Haliwa - Saponi Tribal Seal.
The Sappony or Saponi are Native American tribe historically based in the Piedmont of North Carolina and Virginia. They spoke the Siouan Tutelo-Saponi language, related to the languages of the Tutelo, Occaneechi, Monacan, Manahoac and other eastern Siouan peoples. Reduced by disease and warfare, surviving members of the tribe migrated north to merge with other tribes. They disappeared from the historic record as a tribe by the end of the 18th century and were considered extinct as a tribe.
Since the late 20th century, certain groups in the Southeast have organized to assert their American Indian cultural identity; some claim descent from the historic Sappony. Among these are the Haliwa-Saponi, and the Occaneechi Band of the Sappony Nation of North Carolina, who took names referring to the historic tribe; and the Indians of Person County. Other Sappony bands are located in Ohio, Georgia and Texas.
None of these tribes has gained federal recognition. Federal tribal recognition grants to tribes the right to certain benefits, and requires documentation as regulated by the Bureau of Indian Affairs (BIA) (with consultation by federally recognized tribes).
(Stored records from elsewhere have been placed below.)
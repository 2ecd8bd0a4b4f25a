//! Geometry and OCR-positioned text.

use super::{Direction, Extensions};
use serde::{Deserialize, Serialize};

/// An axis-aligned box, origin at the top-left.
///
/// On [`PositionedText`] the coordinates are fractions of the page size,
/// so every component lies in `[0, 1]`.
#[derive(Debug, Clone, Copy, Default, PartialEq, Serialize, Deserialize)]
pub struct BoundingBox {
    pub x: f64,
    pub y: f64,
    pub width: f64,
    pub height: f64,
}

impl BoundingBox {
    /// Create a bounding box.
    pub fn new(x: f64, y: f64, width: f64, height: f64) -> Self {
        Self {
            x,
            y,
            width,
            height,
        }
    }

    /// Right edge.
    pub fn right(&self) -> f64 {
        self.x + self.width
    }

    /// Bottom edge.
    pub fn bottom(&self) -> f64 {
        self.y + self.height
    }

    /// Smallest box containing both.
    pub fn union(&self, other: &BoundingBox) -> BoundingBox {
        let x = self.x.min(other.x);
        let y = self.y.min(other.y);
        BoundingBox::new(
            x,
            y,
            self.right().max(other.right()) - x,
            self.bottom().max(other.bottom()) - y,
        )
    }

    /// Scale pixel coordinates into page fractions.
    pub fn normalized(&self, page_width: f64, page_height: f64) -> BoundingBox {
        if page_width <= 0.0 || page_height <= 0.0 {
            return BoundingBox::default();
        }
        let x = (self.x / page_width).clamp(0.0, 1.0);
        let y = (self.y / page_height).clamp(0.0, 1.0);
        let right = (self.right() / page_width).clamp(0.0, 1.0);
        let bottom = (self.bottom() / page_height).clamp(0.0, 1.0);
        BoundingBox::new(x, y, right - x, bottom - y)
    }

    /// All components finite.
    pub fn is_finite(&self) -> bool {
        self.x.is_finite() && self.y.is_finite() && self.width.is_finite() && self.height.is_finite()
    }

    /// Box lies within the unit square.
    pub fn is_normalized(&self) -> bool {
        const EPS: f64 = 1e-9;
        self.is_finite()
            && self.x >= 0.0
            && self.y >= 0.0
            && self.width >= 0.0
            && self.height >= 0.0
            && self.right() <= 1.0 + EPS
            && self.bottom() <= 1.0 + EPS
    }
}

/// Reading order and optional geometry of a block.
#[derive(Debug, Clone, Copy, Default, PartialEq, Serialize, Deserialize)]
pub struct PositionHint {
    /// Order index within the page
    pub order: u32,

    #[serde(default, skip_serializing_if = "Option::is_none")]
    pub bbox: Option<BoundingBox>,
}

impl PositionHint {
    /// Hint with an order index only.
    pub fn order(order: u32) -> Self {
        Self { order, bbox: None }
    }

    /// Attach a bounding box.
    pub fn with_bbox(mut self, bbox: BoundingBox) -> Self {
        self.bbox = Some(bbox);
        self
    }
}

/// OCR-derived text with its location on the page.
#[derive(Debug, Clone, PartialEq, Serialize, Deserialize)]
pub struct PositionedText {
    pub text: String,

    /// Normalized bounding box
    pub bbox: BoundingBox,

    /// Source language tag (e.g. "ar", "en")
    #[serde(default, skip_serializing_if = "Option::is_none")]
    pub language: Option<String>,

    /// Recognition confidence in `[0, 1]`
    pub confidence: f64,

    /// Confidence fell below the configured floor
    #[serde(default)]
    pub low_confidence: bool,

    #[serde(default)]
    pub direction: Direction,

    #[serde(default, skip_serializing_if = "Option::is_none")]
    pub position: Option<PositionHint>,

    #[serde(flatten)]
    pub extensions: Extensions,
}

impl PositionedText {
    /// Create a positioned block. Confidence is clamped to `[0, 1]`.
    pub fn new(text: impl Into<String>, bbox: BoundingBox, confidence: f64) -> Self {
        Self {
            text: text.into(),
            bbox,
            language: None,
            confidence: confidence.clamp(0.0, 1.0),
            low_confidence: false,
            direction: Direction::Auto,
            position: None,
            extensions: Extensions::new(),
        }
    }

    /// Set the language tag.
    pub fn with_language(mut self, language: impl Into<String>) -> Self {
        self.language = Some(language.into());
        self
    }

    /// Set the direction.
    pub fn with_direction(mut self, direction: Direction) -> Self {
        self.direction = direction;
        self
    }

    pub fn with_position(mut self, position: PositionHint) -> Self {
        self.position = Some(position);
        self
    }

    /// Flag when confidence is below `floor`.
    pub fn flag_below(mut self, floor: f64) -> Self {
        self.low_confidence = self.confidence < floor;
        self
    }
}

#[cfg(test)]
mod tests {
    use super::*;

    #[test]
    fn test_normalize_pixels() {
        let bbox = BoundingBox::new(100.0, 50.0, 200.0, 25.0).normalized(1000.0, 500.0);
        assert!((bbox.x - 0.1).abs() < 1e-12);
        assert!((bbox.y - 0.1).abs() < 1e-12);
        assert!((bbox.width - 0.2).abs() < 1e-12);
        assert!((bbox.height - 0.05).abs() < 1e-12);
        assert!(bbox.is_normalized());
    }

    #[test]
    fn test_normalize_clamps_overflow() {
        let bbox = BoundingBox::new(900.0, 0.0, 300.0, 10.0).normalized(1000.0, 100.0);
        assert!(bbox.is_normalized());
        assert!((bbox.right() - 1.0).abs() < 1e-12);
    }

    #[test]
    fn test_union() {
        let a = BoundingBox::new(0.0, 0.0, 10.0, 10.0);
        let b = BoundingBox::new(20.0, 5.0, 10.0, 10.0);
        assert_eq!(a.union(&b), BoundingBox::new(0.0, 0.0, 30.0, 15.0));
    }

    #[test]
    fn test_low_confidence_flag() {
        let block = PositionedText::new("x", BoundingBox::default(), 0.4).flag_below(0.6);
        assert!(block.low_confidence);
        let block = PositionedText::new("x", BoundingBox::default(), 0.9).flag_below(0.6);
        assert!(!block.low_confidence);
    }
}
//! Per-conversion render state shared by every target.

use super::inline::Segment;
use super::{Degradation, DegradeAction, RenderStats};
use crate::bidi::{render_direction, LogicalText, ShapedText, Shaper, ShapingMode};
use crate::convert::{ConvertOptions, ConvertResult, Output};
use crate::error::{Error, Result};
use crate::model::{Block, BlockKind, Direction, Document, Page};

/// Render state for one conversion.
///
/// Owns the shaper, so every text value that leaves the model goes through
/// [`RenderContext::shape`] and is counted.
pub(crate) struct RenderContext<'a> {
    pub doc: &'a Document,
    pub options: &'a ConvertOptions,
    pub stats: RenderStats,
    format: &'static str,
    shaper: Shaper,
    degradations: Vec<Degradation>,
}

impl<'a> RenderContext<'a> {
    pub fn new(
        doc: &'a Document,
        format: &'static str,
        default_shaping: ShapingMode,
        options: &'a ConvertOptions,
    ) -> Self {
        Self {
            doc,
            options,
            stats: RenderStats::new(),
            format,
            shaper: Shaper::new(options.shaping.unwrap_or(default_shaping)),
            degradations: Vec::new(),
        }
    }

    /// Shape one logical text value for output.
    pub fn shape(&mut self, text: &str, direction: Direction) -> ShapedText {
        self.shaper.shape(LogicalText::new(text, direction))
    }

    /// Shape a paragraph once and return one shaped piece per segment.
    pub fn shape_segments(&mut self, text: &str, direction: Direction, segments: &[Segment<'_>]) -> Vec<ShapedText> {
        let mut cuts: Vec<usize> = segments.iter().map(|s| s.start).collect();
        cuts.extend(segments.last().map(|s| s.end));
        self.shaper.shape_pieces(LogicalText::new(text, direction), &cuts)
    }

    /// Effective direction of a block: declared, inherited, then detected.
    pub fn direction(&self, page: &Page, block: &Block) -> Direction {
        render_direction(self.doc.declared_direction(page, block), &block.plain_text())
    }

    /// Effective direction of the document as a whole.
    pub fn document_direction(&self) -> Direction {
        render_direction(self.doc.direction(), "")
    }

    /// Record a block the target cannot hold, or fail in strict mode.
    pub fn degrade(&mut self, page: &Page, index: usize, kind: BlockKind, action: DegradeAction) -> Result<()> {
        if self.options.strict {
            return Err(Error::IrreducibleStructure {
                format: self.format.to_string(),
                kind,
                page: page.number,
                index,
            });
        }
        let degradation = Degradation {
            page: page.number,
            block: index,
            kind,
            action,
        };
        log::debug!("{}: {}", self.format, degradation);
        self.degradations.push(degradation);
        Ok(())
    }

    /// Package the rendered output.
    pub fn finish(mut self, content: Output, mime_type: &'static str) -> ConvertResult {
        self.stats.shaped_values = self.shaper.calls();
        ConvertResult {
            content,
            mime_type,
            degradations: self.degradations,
            stats: self.stats,
        }
    }
}

#[cfg(test)]
mod tests {
    use super::*;
    use crate::model::{BoundingBox, DocumentBuilder, PositionedText};

    fn doc() -> Document {
        let mut builder = DocumentBuilder::new("image");
        builder
            .new_page()
            .push(PositionedText::new("x", BoundingBox::new(0.1, 0.1, 0.2, 0.1), 0.9));
        builder.build().unwrap()
    }

    #[test]
    fn test_degrade_records() {
        let doc = doc();
        let options = ConvertOptions::default();
        let mut ctx = RenderContext::new(&doc, "md", ShapingMode::Reshape, &options);
        ctx.degrade(&doc.pages()[0], 0, BlockKind::PositionedText, DegradeAction::PositionDropped)
            .unwrap();
        let result = ctx.finish(Output::Text(String::new()), "text/markdown");
        assert_eq!(result.degradations.len(), 1);
        assert_eq!(result.degradations[0].page, 1);
    }

    #[test]
    fn test_degrade_strict_fails() {
        let doc = doc();
        let options = ConvertOptions::default().with_strict(true);
        let mut ctx = RenderContext::new(&doc, "md", ShapingMode::Reshape, &options);
        let err = ctx
            .degrade(&doc.pages()[0], 0, BlockKind::PositionedText, DegradeAction::PositionDropped)
            .unwrap_err();
        assert!(matches!(
            err,
            Error::IrreducibleStructure { ref format, kind: BlockKind::PositionedText, page: 1, index: 0 } if format == "md"
        ));
    }

    #[test]
    fn test_shape_counts_and_override() {
        let doc = doc();
        let options = ConvertOptions::default().with_shaping(ShapingMode::None);
        let mut ctx = RenderContext::new(&doc, "html", ShapingMode::Reshape, &options);
        assert_eq!(ctx.shape("مرحبا", Direction::Rtl).as_str(), "مرحبا");
        ctx.shape("b", Direction::Ltr);
        let result = ctx.finish(Output::Text(String::new()), "text/html");
        assert_eq!(result.stats.shaped_values, 2);
    }
}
Early 20th-century anthropologist John R. Swanton agreed with James Mooney, Hale, Bushnell and other scholars that the Sappony were probably the same as the Monasuccapanough, a Virginia people mentioned in 1608 by John Smith as tributary to the Monacan. Their main village as described then is believed to have been in the vicinity of present-day Charlottesville, Virginia.
The first known contact between a European explorer and the Sappony was in 1670, when John Lederer found their village on the Staunton River at Otter Creek, southwest of present-day Lynchburg, Virginia. In 1671 Thomas Batts and Robert Fallam led an expedition that passed through the same village, as well as a second in Long Island in the Stauton River between present-day Campbell County, Virginia. Here settlers during Bacon's Rebellion in 1676 attacked the friendly Sappony, as well as the closely related Occaneechi, without justification. The colonists were retaliating for raids conducted by the unrelated Doeg tribe.
Nearly decimated, the Sappony relocated to three islands at the confluence of the Dan and Staunton rivers in Clarksville with their allies, the Occaneechi, Tutelo, and Nahyssans.
By 1701, the Sappony and allied tribes, often collectively referred to as "Saponi" or "Tutelo," had begun moving to the location of present-day Salisbury, North Carolina to gain distance from the colonial frontier. By 1711 they were just east of the Roanoke River and west of modern Windsor, North Carolina. In 1714, Governor Spotswood resettled them around Fort Christanna in Virginia.The tribes agreed to this for protection from hostile tribes. Although in 1718 the House of Burgesses voted to abandon the fort and school, the Siouan tribes continued to stay in that area for some time. They gradually moved away in small groups over the years 1730–1750. One record from 1728 indicated that Colonel William Byrd II made a survey of the border between Virginia and North Carolina, guided by Ned Bearskin, a Sappony hunter. Byrd noted several abandoned fields of corn, indicating serious disturbance among the local tribes.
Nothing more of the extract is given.